Le 125 nella storia della Dakar

Testo: Romolo Ciancamerla

Usare il termine “avventura” nel definire la partecipazione alla Dakar con una ottavo di litro, non è affatto una forzatura: se già partecipare e finire questa gara con una moto di cilindrata e potenza adeguata è un’impresa riservata a pochi eletti, tentare di farlo con una moto di tale cilindrata è veramente qualcosa che rasenta l’eroismo!

Il primo problema è quello dell’affidabilità meccanica: con una moto di questa cilindrata si deve sempre essere al massimo delle capacità del motore, sia su piste dure che su quelle sabbiose, perché altrimenti le tappe si finiscono il giorno dopo! Quando anche si riesca a preservare la meccanica e si abbia una assistenza adeguata – con una quantità di ricambi che permettano una sostituzione frequente di pezzi che non riuscirebbero a fare tutta la gara (pistoni a vagonate, cilindri in quantità..e anche qualche motore completo!) – in ogni caso un pilota su una 125, per quanto esperto e bravo possa essere, arriverà sempre a sera inoltrata, se non durante la notte, quindi dovrà avere una resistenza fisica anche superiore a quella necessaria ai piloti delle cilindrate superiori.

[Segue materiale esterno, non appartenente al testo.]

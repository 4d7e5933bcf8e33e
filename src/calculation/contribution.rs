//! Social and employment insurance contributions.
//!
//! Health insurance (with nursing care from 40 to 64) and the welfare
//! pension are charged on the standard monthly remuneration and shared
//! equally between employer and employee. Employment insurance is charged on
//! the raw salary and its rate is already the employee's share.
//!
//! ## Rounding
//!
//! The employee share is rounded with [`round_half_down`]: a fraction of 50
//! sen or less is dropped, anything above rounds up.

use rust_decimal::Decimal;
use serde::{Deserialize, Serialize};

use crate::config::{HealthRates, PensionRates};
use crate::error::{EngineError, EngineResult};
use crate::models::{AgeCategory, AuditStep, ContributionLine, EmploymentType};

use super::rounding::round_half_down;

/// The premium on a base amount and the employee's half of it.
#[derive(Debug, Clone, Copy, PartialEq, Eq, Serialize, Deserialize)]
pub struct ContributionSplit {
    /// `standard * total_rate`, unrounded.
    pub total: Decimal,
    /// `round_half_down(total / 2)`.
    pub employee: Decimal,
}

/// Splits a contribution equally between employer and employee.
///
/// # Errors
///
/// Returns `InvalidInput` if either argument is negative.
///
/// # Example
///
/// ```
/// use deduction_engine::calculation::split_contribution;
/// use rust_decimal::Decimal;
/// use std::str::FromStr;
///
/// let split = split_contribution(
///     Decimal::from(110_000),
///     Decimal::from_str("0.1151").unwrap(),
/// )
/// .unwrap();
/// assert_eq!(split.total, Decimal::from(12_661));
/// // 6330.5 is rounded down.
/// assert_eq!(split.employee, Decimal::from(6_330));
/// ```
pub fn split_contribution(standard: Decimal, total_rate: Decimal) -> EngineResult<ContributionSplit> {
    if standard < Decimal::ZERO {
        return Err(EngineError::invalid_input(
            "standard",
            format!("must not be negative, got {}", standard),
        ));
    }
    if total_rate < Decimal::ZERO {
        return Err(EngineError::invalid_input(
            "total_rate",
            format!("must not be negative, got {}", total_rate),
        ));
    }

    let total = standard * total_rate;
    let employee = round_half_down(total / Decimal::TWO);

    Ok(ContributionSplit { total, employee })
}

/// Health insurance contribution with its nursing care portion.
#[derive(Debug, Clone)]
pub struct HealthContributionResult {
    /// Health insurance, nursing care included when applicable.
    pub health: ContributionLine,
    /// The nursing care portion of `health`. Zero outside 40 to 64.
    pub nursing_care: ContributionLine,
    /// The audit step recording this calculation.
    pub audit_step: AuditStep,
}

/// Calculates the health insurance contribution for an age category.
///
/// From 40 to 64 the nursing care inclusive rate applies. The nursing care
/// line reports the part of the employee share attributable to nursing care,
/// i.e. the difference from the share at the rate without nursing care.
pub fn calculate_health_insurance(
    standard: Decimal,
    age_category: AgeCategory,
    rates: &HealthRates,
    step_number: u32,
) -> EngineResult<HealthContributionResult> {
    let rate = rates.for_age(age_category);
    let split = split_contribution(standard, rate)?;

    let nursing_care = if age_category.includes_nursing_care() {
        let base = split_contribution(standard, rates.without_nursing_care)?;
        ContributionLine {
            total: split.total - base.total,
            employee: split.employee - base.employee,
            rate: rates.nursing_care(),
        }
    } else {
        ContributionLine::zero()
    };

    let reasoning = if age_category.includes_nursing_care() {
        format!(
            "Age category {} includes nursing care: {} x {} = {}, employee half {} ({} of it nursing care)",
            age_category.as_str(),
            standard,
            rate,
            split.total,
            split.employee,
            nursing_care.employee
        )
    } else {
        format!(
            "Age category {} excludes nursing care: {} x {} = {}, employee half {}",
            age_category.as_str(),
            standard,
            rate,
            split.total,
            split.employee
        )
    };

    let audit_step = AuditStep {
        step_number,
        rule_id: "health_insurance".to_string(),
        rule_name: "Health Insurance".to_string(),
        basis: "Health Insurance Act art. 156, 161; Long-Term Care Insurance Act art. 9".to_string(),
        input: serde_json::json!({
            "standard_remuneration": standard.to_string(),
            "age_category": age_category.as_str(),
            "rate": rate.to_string()
        }),
        output: serde_json::json!({
            "total": split.total.to_string(),
            "employee": split.employee.to_string(),
            "nursing_care_employee": nursing_care.employee.to_string()
        }),
        reasoning,
    };

    Ok(HealthContributionResult {
        health: ContributionLine {
            total: split.total,
            employee: split.employee,
            rate,
        },
        nursing_care,
        audit_step,
    })
}

/// A single contribution line and its audit step.
#[derive(Debug, Clone)]
pub struct ContributionResult {
    /// The computed contribution.
    pub line: ContributionLine,
    /// The audit step recording this calculation.
    pub audit_step: AuditStep,
}

/// Calculates the welfare pension contribution on the pension standard
/// remuneration.
pub fn calculate_pension_insurance(
    pension_standard: Decimal,
    rates: &PensionRates,
    step_number: u32,
) -> EngineResult<ContributionResult> {
    let split = split_contribution(pension_standard, rates.rate)?;

    let audit_step = AuditStep {
        step_number,
        rule_id: "pension_insurance".to_string(),
        rule_name: "Welfare Pension Insurance".to_string(),
        basis: "Welfare Pension Insurance Act art. 81, 82".to_string(),
        input: serde_json::json!({
            "pension_standard": pension_standard.to_string(),
            "rate": rates.rate.to_string()
        }),
        output: serde_json::json!({
            "total": split.total.to_string(),
            "employee": split.employee.to_string()
        }),
        reasoning: format!(
            "{} x {} = {}, employee half {}",
            pension_standard, rates.rate, split.total, split.employee
        ),
    };

    Ok(ContributionResult {
        line: ContributionLine {
            total: split.total,
            employee: split.employee,
            rate: rates.rate,
        },
        audit_step,
    })
}

/// Calculates employment insurance on the raw salary.
///
/// The rate is the employee's own rate, so the amount is not halved; the
/// line's total equals the employee amount.
pub fn calculate_employment_insurance(
    salary: Decimal,
    employment_type: EmploymentType,
    rate: Decimal,
    step_number: u32,
) -> EngineResult<ContributionResult> {
    if salary < Decimal::ZERO {
        return Err(EngineError::invalid_input(
            "salary",
            format!("must not be negative, got {}", salary),
        ));
    }
    if rate < Decimal::ZERO {
        return Err(EngineError::invalid_input(
            "employment_rate",
            format!("must not be negative, got {}", rate),
        ));
    }

    let employee = round_half_down(salary * rate);

    let audit_step = AuditStep {
        step_number,
        rule_id: "employment_insurance".to_string(),
        rule_name: "Employment Insurance".to_string(),
        basis: "Labour Insurance Premium Collection Act art. 12, 31".to_string(),
        input: serde_json::json!({
            "salary": salary.to_string(),
            "employment_type": employment_type.as_str(),
            "rate": rate.to_string()
        }),
        output: serde_json::json!({
            "employee": employee.to_string()
        }),
        reasoning: format!(
            "{} employment: {} x {} = {}",
            employment_type.as_str(),
            salary,
            rate,
            employee
        ),
    };

    Ok(ContributionResult {
        line: ContributionLine {
            total: employee,
            employee,
            rate,
        },
        audit_step,
    })
}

E non si pensi che la maggior leggerezza di una 125 possa essere un’arma a favore: a causa del fatto che si deve essere sempre a manetta, i consumi delle 125 sono anche decisamente superiori a quelli di moto di cilindrata superiore, quindi lo sfidante col 125 dovrà portarsi una quantità superiore di benzina e, alla fine, il peso della sua moto sarà solo leggermente inferiore, inoltre, almeno nelle Dakar di una volta, dovrà prevedere anche più rifornimenti. I 4T sono stati usati solo nelle primissime edizioni (troppo bassa la potenza per stare dentro nelle tappe sempre più tirate che Dakar dopo Dakar venivano inventate dagli organizzatori), così sono stati complicati dalla esigenza di dover far miscela: se è vero che usare un sistema di miscelazione automatica è troppo rischioso (non si riuscirebbe mai a tenerlo protetto dalla sabbia!) è anche vero che fare miscela in mezzo al deserto non è l’operazine più semplice di questo mondo!

Per farvi una panoramica di tutti questi “eroi” che hanno tentato di arrivare a Dakar (quando si arrivava là!) o comunque in fondo, dividerò la storia della Dakar in 5 grandi periodi, che hanno anche costituito le tappe evolutive di questa grande manifestazione.

 

GLI ALBORI: LA PRIMA PARIGI-DAKAR 1979

A Capodanno 1979 un eterogeneo gruppo di 200 avventurieri, sui veicoli più improbabili (a 2,4 o più ruote, allora la classifica non era ancora separata), partì dal Trocadero di Parigi per raggiungere la capitale del Senegal, Dakar, che ancora era un semplice punto su una cartina geografica ed il cui nome non era ancora ammantato di leggenda.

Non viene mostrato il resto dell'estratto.